We operated on 14 singleton fetal sheep at 126 +/- 3 d gestation and produced nonimmune anemia in 12 of them to study the mechanisms responsible for hydrops. Two fetuses served as controls. Partial exchange transfusions were performed daily to lower the hematocrit while we measured arterial blood gas tensions; Hb concentration; oxygen saturation; arterial oxygen content; aortic, central venous, and umbilical venous pressures; heart rate; plasma protein concentration; and colloid osmotic pressure. Hydrops developed in six of the fetuses and did not develop in six others, although both groups were anemic to the same degree, had similar total amounts of blood withdrawn based on kilograms of dry weight, and had similar dry weights.
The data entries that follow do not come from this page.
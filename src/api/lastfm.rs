//! Last.fm web service client.
//!
//! Wraps the read-only `user.getTop*` methods of the public API
//! (ws.audioscrobbler.com) and plain HTTP downloads for cover art.
//! Only the API key is needed for these methods; the secret is kept with
//! the credentials for callers that share them with signed requests.

use std::sync::LazyLock;

use async_trait::async_trait;
use bytes::Bytes;
use regex::Regex;
use reqwest::{header, Client, Url};
use serde_json::Value;
use tracing::{debug, error, warn};
use url::form_urlencoded;

use crate::api::ChartSource;
use crate::config::Credentials;
use crate::converters;
use crate::error::{CollageError, Result};
use crate::models::{Entity, EntityKind, Period};

/// Base URL for the Last.fm API.
const API_BASE_URL: &str = "https://ws.audioscrobbler.com/2.0/";

/// Base URL for the Last.fm website (artist pages).
const WEBSITE_BASE_URL: &str = "https://www.last.fm";

const USER_AGENT: &str = concat!("lastfm-collage/", env!("CARGO_PKG_VERSION"));

/// Hero image element on an artist page.
static ARTIST_IMAGE_TAG: LazyLock<Regex> = LazyLock::new(|| {
    Regex::new(r#"<[^>]*class="[^"]*header-new-background-image[^"]*"[^>]*>"#)
        .expect("valid artist image regex")
});

static CONTENT_ATTR: LazyLock<Regex> =
    LazyLock::new(|| Regex::new(r#"content="([^"]+)""#).expect("valid content regex"));

/// Last.fm API client.
///
/// # Example
///
/// ```rust,no_run
/// use lastfm_collage::{Credentials, EntityKind, LastfmClient, Period};
///
/// #[tokio::main]
/// async fn main() -> Result<(), Box<dyn std::error::Error>> {
///     let client = LastfmClient::new(Credentials::new("api_key", "api_secret"))?;
///     let albums = client
///         .get_top_entities(EntityKind::Album, "rj", Period::Month, 9)
///         .await?;
///     for album in albums {
///         println!("#{} {} ({} plays)", album.rank, album.title(), album.playcount);
///     }
///     Ok(())
/// }
/// ```
#[derive(Debug, Clone)]
pub struct LastfmClient {
    client: Client,
    credentials: Credentials,
    api_base_url: String,
    website_base_url: String,
}

impl LastfmClient {
    /// Create a client against the public Last.fm endpoints.
    pub fn new(credentials: Credentials) -> Result<Self> {
        let client = Client::builder()
            .user_agent(USER_AGENT)
            .build()
            .map_err(|e| {
                CollageError::ServiceUnavailable(format!("Failed to create HTTP client: {}", e))
            })?;

        Ok(Self {
            client,
            credentials,
            api_base_url: API_BASE_URL.to_string(),
            website_base_url: WEBSITE_BASE_URL.to_string(),
        })
    }

    /// Point the client at a different API endpoint.
    pub fn with_base_url(mut self, base_url: impl Into<String>) -> Self {
        self.api_base_url = base_url.into();
        self
    }

    /// Point artist page lookups at a different website root.
    pub fn with_website_url(mut self, website_url: impl Into<String>) -> Self {
        self.website_base_url = website_url.into();
        self
    }

    pub fn credentials(&self) -> &Credentials {
        &self.credentials
    }

    /// Call an API method and return the JSON body.
    ///
    /// Error payloads (`{"error": 6, "message": "..."}`) are mapped via
    /// [`CollageError::from_api_code`].
    async fn get_api(&self, method: &str, params: &[(&str, &str)]) -> Result<Value> {
        debug!("GET {} method={} params={:?}", self.api_base_url, method, params);

        let response = self
            .client
            .get(&self.api_base_url)
            .query(&[
                ("method", method),
                ("api_key", self.credentials.api_key()),
                ("format", "json"),
            ])
            .query(params)
            .send()
            .await
            .map_err(|e| CollageError::ServiceUnavailable(e.to_string()))?;

        let status = response.status();
        let body = response
            .text()
            .await
            .map_err(|e| CollageError::ServiceUnavailable(e.to_string()))?;

        let data: Value = match serde_json::from_str(&body) {
            Ok(data) => data,
            Err(e) => {
                return Err(CollageError::ServiceUnavailable(format!(
                    "HTTP {}: unreadable response ({})",
                    status, e
                )));
            }
        };

        if let Some(code) = data.get("error").and_then(|c| c.as_i64()) {
            let message = data
                .get("message")
                .and_then(|m| m.as_str())
                .unwrap_or("Unknown error");
            error!("Last.fm API error {}: {}", code, message);
            return Err(CollageError::from_api_code(code, message));
        }

        if !status.is_success() {
            return Err(CollageError::ServiceUnavailable(format!("HTTP {}", status)));
        }

        Ok(data)
    }

    /// Get a user's top albums, artists or tracks for a period.
    ///
    /// Artists without usable artwork in the API response get their image
    /// from the artist's page on the website, tracks from their album.
    pub async fn get_top_entities(
        &self,
        kind: EntityKind,
        username: &str,
        period: Period,
        limit: u32,
    ) -> Result<Vec<Entity>> {
        let limit_str = limit.to_string();
        let response = self
            .get_api(
                kind.api_method(),
                &[
                    ("user", username),
                    ("period", period.as_str()),
                    ("limit", &limit_str),
                ],
            )
            .await?;

        let mut entities = converters::parse_top_entities(&response, kind, limit as usize)?;
        debug!("Fetched {} top {}s for {}", entities.len(), kind, username);

        for entity in entities.iter_mut().filter(|e| !e.has_artwork()) {
            entity.image_url = match (kind, entity.artist.as_deref()) {
                (EntityKind::Artist, _) => self.artist_image_url(&entity.name).await,
                (EntityKind::Track, Some(artist)) => {
                    self.track_image_url(artist, &entity.name).await
                }
                _ => None,
            };
        }

        Ok(entities)
    }

    /// Look up a track's album cover through `track.getInfo`.
    ///
    /// Top-track lists only carry the generic star. Any failure here
    /// yields `None` so the collage falls back to the placeholder.
    pub async fn track_image_url(&self, artist: &str, track: &str) -> Option<String> {
        let info = match self
            .get_api("track.getinfo", &[("artist", artist), ("track", track)])
            .await
        {
            Ok(info) => info,
            Err(e) => {
                warn!("Could not get track info for {} - {}: {}", artist, track, e);
                return None;
            }
        };

        let image_url = converters::parse_track_album_image(&info);
        if image_url.is_none() {
            warn!("No album image found for {} - {}", artist, track);
        }
        image_url
    }

    /// Look up an artist's hero image on their Last.fm page.
    ///
    /// The API only serves a generic star for artists. Any failure here
    /// yields `None` so the collage falls back to the placeholder.
    pub async fn artist_image_url(&self, artist: &str) -> Option<String> {
        let url = match Url::parse(&artist_page_url(&self.website_base_url, artist)) {
            Ok(url) => url,
            Err(e) => {
                warn!("Invalid website URL {}: {}", self.website_base_url, e);
                return None;
            }
        };
        debug!("GET {}", url);

        let response = match self.client.get(url).send().await {
            Ok(response) => response,
            Err(e) => {
                warn!("Could not load artist page for {}: {}", artist, e);
                return None;
            }
        };

        if !response.status().is_success() {
            warn!("Artist page for {} returned HTTP {}", artist, response.status());
            return None;
        }

        let page = match response.text().await {
            Ok(page) => page,
            Err(e) => {
                warn!("Could not read artist page for {}: {}", artist, e);
                return None;
            }
        };

        let image_url = find_artist_image(&page);
        if image_url.is_none() {
            warn!("No artist image found for {}", artist);
        }
        image_url
    }

    /// Download image bytes, checking status and content type.
    pub async fn get_image(&self, url: &str) -> Result<Bytes> {
        debug!("GET {}", url);

        let response = self
            .client
            .get(url)
            .send()
            .await
            .map_err(|e| CollageError::image_fetch(url, e))?;

        let status = response.status();
        if !status.is_success() {
            return Err(CollageError::image_fetch(url, format!("HTTP {}", status)));
        }

        if let Some(content_type) = response
            .headers()
            .get(header::CONTENT_TYPE)
            .and_then(|v| v.to_str().ok())
        {
            if !content_type.starts_with("image/") {
                return Err(CollageError::image_fetch(
                    url,
                    format!("unexpected content type {}", content_type),
                ));
            }
        }

        response
            .bytes()
            .await
            .map_err(|e| CollageError::image_fetch(url, e))
    }
}
//! API clients for Last.fm.
//!
//! - [`LastfmClient`]: HTTP client for top lists and cover images
//! - [`ChartSource`]: the capability the collage facade depends on

pub mod lastfm;
pub mod source;

pub use lastfm::LastfmClient;
pub use source::ChartSource;
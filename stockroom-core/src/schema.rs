//! Idempotent schema initialization.

use tokio::sync::Mutex;

use crate::error::{DbError, Result};
use crate::pool::PoolManager;

/// Creation statement for the persisted schema. A no-op when the table
/// already exists, so redundant attempts are safe.
const CREATE_ITEMS_TABLE: &str = r#"
CREATE TABLE IF NOT EXISTS items (
    id SERIAL PRIMARY KEY,
    name VARCHAR(255) NOT NULL,
    description TEXT,
    created_at TIMESTAMP DEFAULT CURRENT_TIMESTAMP,
    updated_at TIMESTAMP DEFAULT CURRENT_TIMESTAMP,
    smoker VARCHAR(255),
    longitude FLOAT,
    latitude FLOAT
)
"#;

/// Tracks whether the schema is known to exist for this process.
///
/// In a warm start the flag survives and the check is free; a cold start
/// pays for one creation statement on the first invocation. A failed
/// attempt leaves the flag unset so a later invocation retries.
#[derive(Debug, Default)]
pub struct SchemaInitializer {
    initialized: Mutex<bool>,
}

impl SchemaInitializer {
    pub fn new() -> Self {
        Self::default()
    }

    /// Make sure the schema exists.
    ///
    /// Holding the flag lock across the statement makes concurrent calls
    /// single-flight: followers wait, then see the flag set and return
    /// without issuing a statement of their own.
    pub async fn ensure_schema(&self, manager: &PoolManager) -> Result<()> {
        let mut initialized = self.initialized.lock().await;
        if *initialized {
            return Ok(());
        }

        let pool = manager.acquire_pool().await;
        sqlx::query(CREATE_ITEMS_TABLE)
            .execute(&pool)
            .await
            .map_err(DbError::schema_init)?;

        *initialized = true;
        tracing::info!("database schema initialized");
        Ok(())
    }

    /// Whether a prior call completed successfully.
    pub async fn initialized(&self) -> bool {
        *self.initialized.lock().await
    }
}

#[cfg(test)]
mod tests {
    use tokio::time::Duration;

    use super::*;
    use crate::config::{ConnectionConfig, Profile};

    fn unreachable_config() -> ConnectionConfig {
        let mut config = ConnectionConfig::from_env(Profile::Serverless);
        config.host = "localhost".into();
        config.port = 1;
        config.connect_timeout = Duration::from_millis(250);
        config
    }

    #[tokio::test]
    async fn failure_leaves_flag_unset_for_retry() {
        let manager = PoolManager::new(unreachable_config());
        let schema = SchemaInitializer::new();

        let err = schema.ensure_schema(&manager).await.unwrap_err();
        assert!(matches!(err, DbError::SchemaInit { .. }));
        assert!(!schema.initialized().await);

        // A later call retries instead of assuming success.
        assert!(schema.ensure_schema(&manager).await.is_err());
        assert!(!schema.initialized().await);
    }

    #[tokio::test]
    #[ignore = "requires database"]
    async fn concurrent_initialization_creates_schema_once() {
        let manager = PoolManager::new(ConnectionConfig::from_env(Profile::Server));
        let schema = SchemaInitializer::new();

        let results =
            futures::future::join_all((0..4).map(|_| schema.ensure_schema(&manager))).await;
        for result in results {
            result.expect("initialization failed");
        }
        assert!(schema.initialized().await);

        // Once the flag is set a further call issues nothing and succeeds.
        schema.ensure_schema(&manager).await.expect("re-check failed");
    }
}
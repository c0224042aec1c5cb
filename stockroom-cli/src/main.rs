//! stockroom CLI - record-management service entry points
//!
//! Two ways to host the same router:
//! - `serve` runs the long-lived HTTP server
//! - `invoke` processes a single serverless invocation event from stdin
//!   and writes the platform response to stdout

use std::net::SocketAddr;

use anyhow::{Context, Result};
use clap::{Parser, Subcommand};

use stockroom_core::{ConnectionConfig, Database, Profile, DEFAULT_IDLE_RECLAIM_THRESHOLD};
use stockroom_server::serverless::{handle_invocation, InvocationEvent};
use stockroom_server::{run_server, AppState, ServerConfig};

mod tracing_setup;

#[derive(Parser, Debug)]
#[command(name = "stockroom", version, about = "Record-management HTTP service")]
struct Cli {
    /// Enable debug logging
    #[arg(long, global = true)]
    debug: bool,

    #[command(subcommand)]
    command: Command,
}

#[derive(Subcommand, Debug)]
enum Command {
    /// Run the long-lived HTTP server
    Serve {
        /// Address to bind
        #[arg(long, default_value = "0.0.0.0:3000")]
        bind: SocketAddr,

        /// Do not serve the OpenAPI document
        #[arg(long)]
        no_docs: bool,
    },

    /// Process one serverless invocation event from stdin
    Invoke {
        /// Deployment-stage path prefix to strip (e.g. "/dev"); falls
        /// back to the STAGE_PREFIX environment variable
        #[arg(long)]
        stage_prefix: Option<String>,
    },
}

#[tokio::main]
async fn main() -> Result<()> {
    dotenvy::dotenv().ok();

    let cli = Cli::parse();
    tracing_setup::init_tracing(cli.debug)?;

    match cli.command {
        Command::Serve { bind, no_docs } => serve(bind, !no_docs).await,
        Command::Invoke { stage_prefix } => invoke(stage_prefix).await,
    }
}

async fn serve(bind: SocketAddr, expose_docs: bool) -> Result<()> {
    let config = ConnectionConfig::from_env(Profile::Server);
    tracing::info!(
        host = %config.host,
        database = %config.database,
        max_connections = config.max_connections,
        "resolved database configuration"
    );
    let db = Database::new(config);

    let server_config = ServerConfig {
        bind_addr: bind,
        expose_docs,
    };
    run_server(db, server_config).await.context("server error")
}

async fn invoke(stage_prefix: Option<String>) -> Result<()> {
    let config = ConnectionConfig::from_env(Profile::Serverless);
    let state = AppState::new(Database::new(config), false);

    let raw = std::io::read_to_string(std::io::stdin())
        .context("failed to read invocation event from stdin")?;
    let event: InvocationEvent = serde_json::from_str(&raw).context("invalid invocation event")?;

    let stage_prefix = stage_prefix
        .or_else(|| std::env::var("STAGE_PREFIX").ok())
        .unwrap_or_default();
    tracing::debug!(stage_prefix = %stage_prefix, "handling invocation event");

    let response = handle_invocation(
        state,
        event,
        &stage_prefix,
        DEFAULT_IDLE_RECLAIM_THRESHOLD,
    )
    .await;

    println!("{}", serde_json::to_string(&response)?);
    Ok(())
}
The fetuses who had hydrops became anemic more rapidly than the nonhydropic fetus (5.2 +/- 1.9 veusus 8.3 +/- 2.7 d; p < 0.05) and had more blood exchanged each day (197 +/- 56 versus 113 +/- 28 mL/kg dry body wt/d; p 0.008). Umbilical venous pressures increased in both hydropic and nonhydropic fetuses, but the central venous pressure became elevated only in the hydropic fetuses. Changes in heart rate, arterial pH and blood gas tensions, arterial oxygen content, plasma protein concentration, colloid osmotic pressure, and aortic pressure were similar in both groups. At autopsy the hydropic fetuses had 78 +/- 47 mL of ascites and 20 +/- 26 mL of pleural fluid. The water content of the hydropic fetuses and of the hydropic fetuses' placentas was greater than that of the nonhydropic fetuses. We conclude that a more rapid development of anemia is associated with hydrops in fetal sheep. The fetal sheep that became hydropic also had an elevated central venous pressure.